Dorn began the 2012 season back with Louisville; his fourth consecutive year with the affiliate. In 69 appearances for the Bats, he slashed .230/.321/.394 with seven home runs, 24 RBI, and one stolen base. Dorn was released by the Reds organization on June 30, 2012.

===Detroit Tigers===
On July 15, 2012, Dorn signed a minor league deal with the Detroit Tigers.

Dorn made 137 appearances for the Triple-A Toledo Mud Hens in 2013, slashing .258/.335/.460 with 25 home runs and 83 RBI. He elected free agency following the season on November 4, 2013.

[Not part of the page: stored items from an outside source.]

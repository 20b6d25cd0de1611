//! File-level pipelines: decode, extract transparency, encode, validate.

use std::path::{Path, PathBuf};

use image::{ImageFormat, RgbImage, RgbaImage};

use crate::chroma_key::{chromakey, white_to_transparent, ChromaKeyOptions};
use crate::error::{Error, Result};
use crate::flood_fill::{remove_solid_background, FloodFillOptions};
use crate::matting::{difference_matte, MatteOptions};
use crate::similarity::{check_similarity, SimilarityResult, DEFAULT_SIMILARITY_THRESHOLD};
use crate::validation::{validate, validate_rgba, ValidationOptions, ValidationResult};

/// Options shared by every pipeline.
#[derive(Debug, Clone)]
pub struct ProcessOptions {
    /// Difference matting settings.
    pub matte: MatteOptions,
    /// Thresholds for the post-extraction check.
    pub validation: ValidationOptions,
    /// Skip the post-extraction check.
    pub skip_validation: bool,
    /// Compare the black/white pair before matting.
    pub check_similarity: bool,
    /// Minimum similarity score before a composition warning is logged.
    pub similarity_threshold: f32,
}

impl Default for ProcessOptions {
    fn default() -> Self {
        Self {
            matte: MatteOptions::default(),
            validation: ValidationOptions::default(),
            skip_validation: false,
            check_similarity: false,
            similarity_threshold: DEFAULT_SIMILARITY_THRESHOLD,
        }
    }
}

/// Single-image background removal strategy.
#[derive(Debug, Clone, Copy, PartialEq, Eq)]
pub enum KeyMode {
    /// Hard removal of the corner-connected solid background.
    FloodFill(FloodFillOptions),
    /// Distance-based keying against one color.
    ChromaKey(ChromaKeyOptions),
    /// Near-white pixels become transparent.
    WhiteToTransparent {
        /// Per-channel distance from pure white.
        tolerance: u8,
    },
}

/// Result of running a pipeline on files.
#[derive(Debug, Clone)]
pub struct ProcessResult {
    /// Path the RGBA PNG was written to.
    pub output: PathBuf,
    /// Similarity of the input pair, when checked.
    pub similarity: Option<SimilarityResult>,
    /// Validation outcome, unless validation was skipped.
    pub validation: Option<ValidationResult>,
}

impl ProcessResult {
    /// Whether the output passed validation (or validation was skipped).
    #[must_use]
    pub fn passed(&self) -> bool {
        self.validation.as_ref().is_none_or(|v| v.passed)
    }

    /// Turn a failed validation into [`Error::ValidationFailed`].
    ///
    /// # Errors
    ///
    /// Returns [`Error::ValidationFailed`] with the validator's message.
    pub fn require_valid(self) -> Result<Self> {
        match &self.validation {
            Some(v) if !v.passed => Err(Error::ValidationFailed(v.message.clone())),
            _ => Ok(self),
        }
    }
}

/// Difference-matte a black/white render pair into an RGBA PNG.
///
/// The PNG is written even when validation fails so it can be inspected.
///
/// # Errors
///
/// Returns an error if an input is missing or cannot be decoded, the
/// dimensions differ, or the output cannot be written.
pub fn process_pair(
    black_path: &Path,
    white_path: &Path,
    output: &Path,
    opts: &ProcessOptions,
) -> Result<ProcessResult> {
    let black = load_rgb(black_path)?;
    let white = load_rgb(white_path)?;

    let similarity = if opts.check_similarity {
        let result = check_similarity(&black, &white, opts.similarity_threshold)?;
        if !result.is_similar {
            log::warn!(
                "images may have different compositions (similarity: {:.3}); \
                 transparency extraction may be poor",
                result.score
            );
        }
        Some(result)
    } else {
        None
    };

    let rgba = difference_matte(&black, &white, opts.matte.alpha_floor)?;
    let mut result = finish(&rgba, output, opts)?;
    result.similarity = similarity;
    Ok(result)
}

/// Remove the background of a single image into an RGBA PNG.
///
/// # Errors
///
/// Returns an error if the input is missing or cannot be decoded, the
/// background is ambiguous, or the output cannot be written.
pub fn process_single(
    input: &Path,
    output: &Path,
    mode: KeyMode,
    opts: &ProcessOptions,
) -> Result<ProcessResult> {
    let rgba = match mode {
        KeyMode::FloodFill(flood) => {
            let rgb = load_rgb(input)?;
            remove_solid_background(&rgb, flood.key_color, flood.tolerance)?
        }
        KeyMode::ChromaKey(key) => {
            chromakey(&load_rgba(input)?, key.key_color, key.tolerance, key.cutoff)
        }
        KeyMode::WhiteToTransparent { tolerance } => {
            white_to_transparent(&load_rgba(input)?, tolerance)
        }
    };
    finish(&rgba, output, opts)
}

/// Validate an image file on disk.
///
/// # Errors
///
/// Returns an error if the file is missing or cannot be decoded, or the
/// thresholds are invalid.
pub fn validate_file(path: &Path, opts: &ValidationOptions) -> Result<ValidationResult> {
    ensure_exists(path)?;
    let img = image::open(path).map_err(Error::DecodeFailure)?;
    validate(&img, opts)
}

fn finish(rgba: &RgbaImage, output: &Path, opts: &ProcessOptions) -> Result<ProcessResult> {
    save_png(rgba, output)?;
    log::info!("created transparent PNG: {}", output.display());

    let validation = (!opts.skip_validation)
        .then(|| validate_rgba(rgba, &opts.validation))
        .transpose()?;
    Ok(ProcessResult {
        output: output.to_path_buf(),
        similarity: None,
        validation,
    })
}

fn ensure_exists(path: &Path) -> Result<()> {
    if path.exists() {
        Ok(())
    } else {
        Err(Error::Io(std::io::Error::new(
            std::io::ErrorKind::NotFound,
            format!("image not found: {}", path.display()),
        )))
    }
}

/// Decode an image file into a 3-channel buffer.
///
/// # Errors
///
/// Returns [`Error::Io`] if the file does not exist and
/// [`Error::DecodeFailure`] if it cannot be decoded.
pub fn load_rgb(path: &Path) -> Result<RgbImage> {
    ensure_exists(path)?;
    Ok(image::open(path).map_err(Error::DecodeFailure)?.to_rgb8())
}

/// Decode an image file into a 4-channel buffer (opaque if it had no alpha).
///
/// # Errors
///
/// Returns [`Error::Io`] if the file does not exist and
/// [`Error::DecodeFailure`] if it cannot be decoded.
pub fn load_rgba(path: &Path) -> Result<RgbaImage> {
    ensure_exists(path)?;
    Ok(image::open(path).map_err(Error::DecodeFailure)?.to_rgba8())
}

/// Save an RGBA image as PNG, creating the parent directory if needed.
///
/// # Errors
///
/// Returns [`Error::UnsupportedFormat`] if `path` does not end in `.png`,
/// or an I/O or encoding error if writing fails.
pub fn save_png(img: &RgbaImage, path: &Path) -> Result<()> {
    match ImageFormat::from_path(path) {
        Ok(ImageFormat::Png) => {}
        Ok(format) => return Err(Error::UnsupportedFormat(format!("{format:?}"))),
        Err(e) => return Err(Error::UnsupportedFormat(e.to_string())),
    }

    if let Some(parent) = path.parent() {
        if !parent.as_os_str().is_empty() && !parent.exists() {
            std::fs::create_dir_all(parent)?;
        }
    }

    img.save_with_format(path, ImageFormat::Png)?;
    Ok(())
}

/// Generate a default output path from an input path.
///
/// Example: `"logo.jpg"` becomes `"logo_transparent.png"`.
#[must_use]
pub fn default_output_path(input: &Path) -> PathBuf {
    let stem = input.file_stem().unwrap_or_default().to_string_lossy();
    let parent = input.parent().unwrap_or(Path::new("."));
    parent.join(format!("{stem}_transparent.png"))
}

===Arizona Diamondbacks===
On November 27, 2013, Dorn signed with the Arizona Diamondbacks organization. He split the 2014 season between the rookie-level Arizona League Diamondbacks and Triple-A Reno Aces, playing in 75 total games and hitting .310/.382/.557 with 12 home runs and 50 RBI.

Dorn was called up to the majors for the first time on April 21, 2015. In 23 appearances for Arizona, he went 5-for-30 (.167) with 3 RBI and 2 walks. On August 24, Dorn was designated for assignment by the Diamondbacks.

===Toronto Blue Jays===
Dorn was claimed off waivers by the Toronto Blue Jays on August 28, 2015, and assigned to the Triple-A Buffalo Bisons. Dorn was designated for assignment following the acquisition of Matt Dominguez on September 6. He cleared waivers and was sent outright to Triple-A Buffalo on September 9. In six games for Buffalo, Dorn went 5-for-22 (.227) with one RBI and one stolen base. He elected free agency following the season on November 6.

===Nexen Heroes===
On November 26, 2015, Dorn signed a one-year, $750,000 contract with the Nexen Heroes of the KBO League. He made 129 appearances for Nexen during the 2016 season, hitting .295/.399/.494 with 16 home runs and 70 RBI.

Dorn played in 20 games for the Heroes in 2017, batting .140/.246/.240 with one home run and two RBI. Dorn was released by the Heroes amid continue struggles on July 18, 2017.

===Somerset Patriots===
On March 19, 2018, Dorn signed with the Somerset Patriots of the Atlantic League of Professional Baseball. In 51 appearances for Somerset, he batted .246/.310/.298 with one home run and 22 RBI. Dorn became a free agent following the season.

==Coaching career==
In 2020, Dorn was announced as the manager for the Los Angeles Dodgers Dominican Summer League affiliate. In 2021, Dorn became the manager of the Arizona League Dodgers.

On February 23, 2024, Dorn was announced as the hitting coach, remaining with the rookie–level Arizona Complex League Dodgers.